Reputation: 15
I have a data.frame that looks like this (however with a larger number of columns and rows):
I want to sum the rows that have all columns identical and create last column "count", in order to get something like this:
Thank you for help!
data:
structure(list(Gene = c("A", "A", "B", "C"), `Cell 1` = c(2,
2, 3, 4), `Cell 2` = c(2, 2, 3, 4), `Cell 3` = c(2, 2, 3, 4)), row.names = c(NA,
-4L), class = c("tbl_df", "tbl", "data.frame"))
>
Upvotes: 0
Views: 1171
Reputation: 134
Check this code
df=structure(list(Gene = c("A", "A", "B", "C"), `Cell 1` = c(2,
2, 3, 4), `Cell 2` = c(2, 2, 3, 4), `Cell 3` = c(2, 2, 3, 4)), row.names = c(NA,
-4L), class = c("tbl_df", "tbl", "data.frame"))
df1=unique(df) #Store Unique Rows
df2=df[duplicated(df),] #Store Duplicated Rows
df3=df1 #Copy unique Dataframe into new dataframe
df3['count']=1 #Create and assign with default value
for(i in 1:nrow(df2)) #Duplicated Rows
{
for(j in 1:nrow(df1)) #Unique Rows
{
if (all(df1[j,] == df2[i,])) #Check all columns data is same
{
df3[j,'count'] <- df3[j,'count']+1 # Increase count to one
}
}
}
Upvotes: -1
Reputation: 147
In SQL terms, you can count rows grouping by all columns and join the result with the initial data.frame.

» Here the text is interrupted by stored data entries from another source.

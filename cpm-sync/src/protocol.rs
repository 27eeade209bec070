//! Replication protocol messages.
//!
//! All messages travel over one reliable, ordered channel between the server
//! and each client:
//! 1. `BundleAnnounce` carries a full bundle in either direction
//! 2. `SyncRequest` asks the server for its whole catalog plus a trust view
//! 3. `TrustSnapshot` is the server's per-player trust view
//!
//! There are no acknowledgements, retries or timeouts at this level.

use cpm_types::{Bundle, BundleId};
use serde::{Deserialize, Serialize};
use std::collections::BTreeSet;

/// A replication protocol message.
#[derive(Debug, Clone, PartialEq, Eq, Serialize, Deserialize)]
pub enum ReplicationMessage {
    /// A bundle, announced by its author or re-announced by the server.
    BundleAnnounce(Bundle),

    /// Client asks for every known bundle and its trust snapshot.
    SyncRequest(SyncRequestMessage),

    /// Server's trust view for the receiving player.
    TrustSnapshot(TrustSnapshotMessage),
}

impl ReplicationMessage {
    /// Builds a `SyncRequest`.
    pub fn sync_request() -> Self {
        Self::SyncRequest(SyncRequestMessage::default())
    }

    /// Short name of the message kind, for logs.
    pub fn kind(&self) -> &'static str {
        match self {
            Self::BundleAnnounce(_) => "BundleAnnounce",
            Self::SyncRequest(_) => "SyncRequest",
            Self::TrustSnapshot(_) => "TrustSnapshot",
        }
    }

    /// Whether a client may send this message to the server.
    pub fn is_client_to_server(&self) -> bool {
        matches!(self, Self::BundleAnnounce(_) | Self::SyncRequest(_))
    }

    /// Whether the server may send this message to a client.
    pub fn is_server_to_client(&self) -> bool {
        matches!(self, Self::BundleAnnounce(_) | Self::TrustSnapshot(_))
    }
}

/// Catalog request. Carries nothing beyond its presence.
#[derive(Debug, Clone, Default, PartialEq, Eq, Serialize, Deserialize)]
pub struct SyncRequestMessage {}

/// Per-player trust view computed by the server.
#[derive(Debug, Clone, Default, PartialEq, Eq, Serialize, Deserialize)]
#[serde(rename_all = "PascalCase")]
pub struct TrustSnapshotMessage {
    /// Whether the receiving player is on the player allow-list.
    pub is_player_allowed: bool,
    /// Ids of every server-known bundle that passes the content check.
    pub trusted_ids: BTreeSet<BundleId>,
    /// Whether the player gate is enabled on the server.
    pub player_gate_enabled: bool,
    /// Whether the master content gate is enabled on the server.
    pub content_gate_enabled: bool,
}

impl TrustSnapshotMessage {
    /// Whether a bundle is usable under this snapshot.
    ///
    /// A player that fails an enabled player gate can use nothing. Otherwise
    /// an enabled content gate only admits bundles listed in `trusted_ids`.
    pub fn permits(&self, id: &BundleId) -> bool {
        if self.player_gate_enabled && !self.is_player_allowed {
            return false;
        }
        if self.content_gate_enabled && !self.trusted_ids.contains(id) {
            return false;
        }
        true
    }
}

I recommend using data.table package.
df=data.frame(a=c(1,1,2,3,4,4,4),b=c("a","a","b","b","e","e","f"))
library(data.table)
# convert df to data.table
df=as.data.table(df)
# aggregate df grouping by all columns
clmns=colnames(df)
row_multiplicity=df[,.N,by=clmns]
#join/merge with initial data.frame
new_df=merge(df,row_multiplicity)
Upvotes: 1
Reputation: 5138
There are several ways to do this, but here is a dplyr
solution that relies on all columns being identical to be added to the Count
column. This groups by all columns, adds Count
column with the length of each "group" (i.e., n()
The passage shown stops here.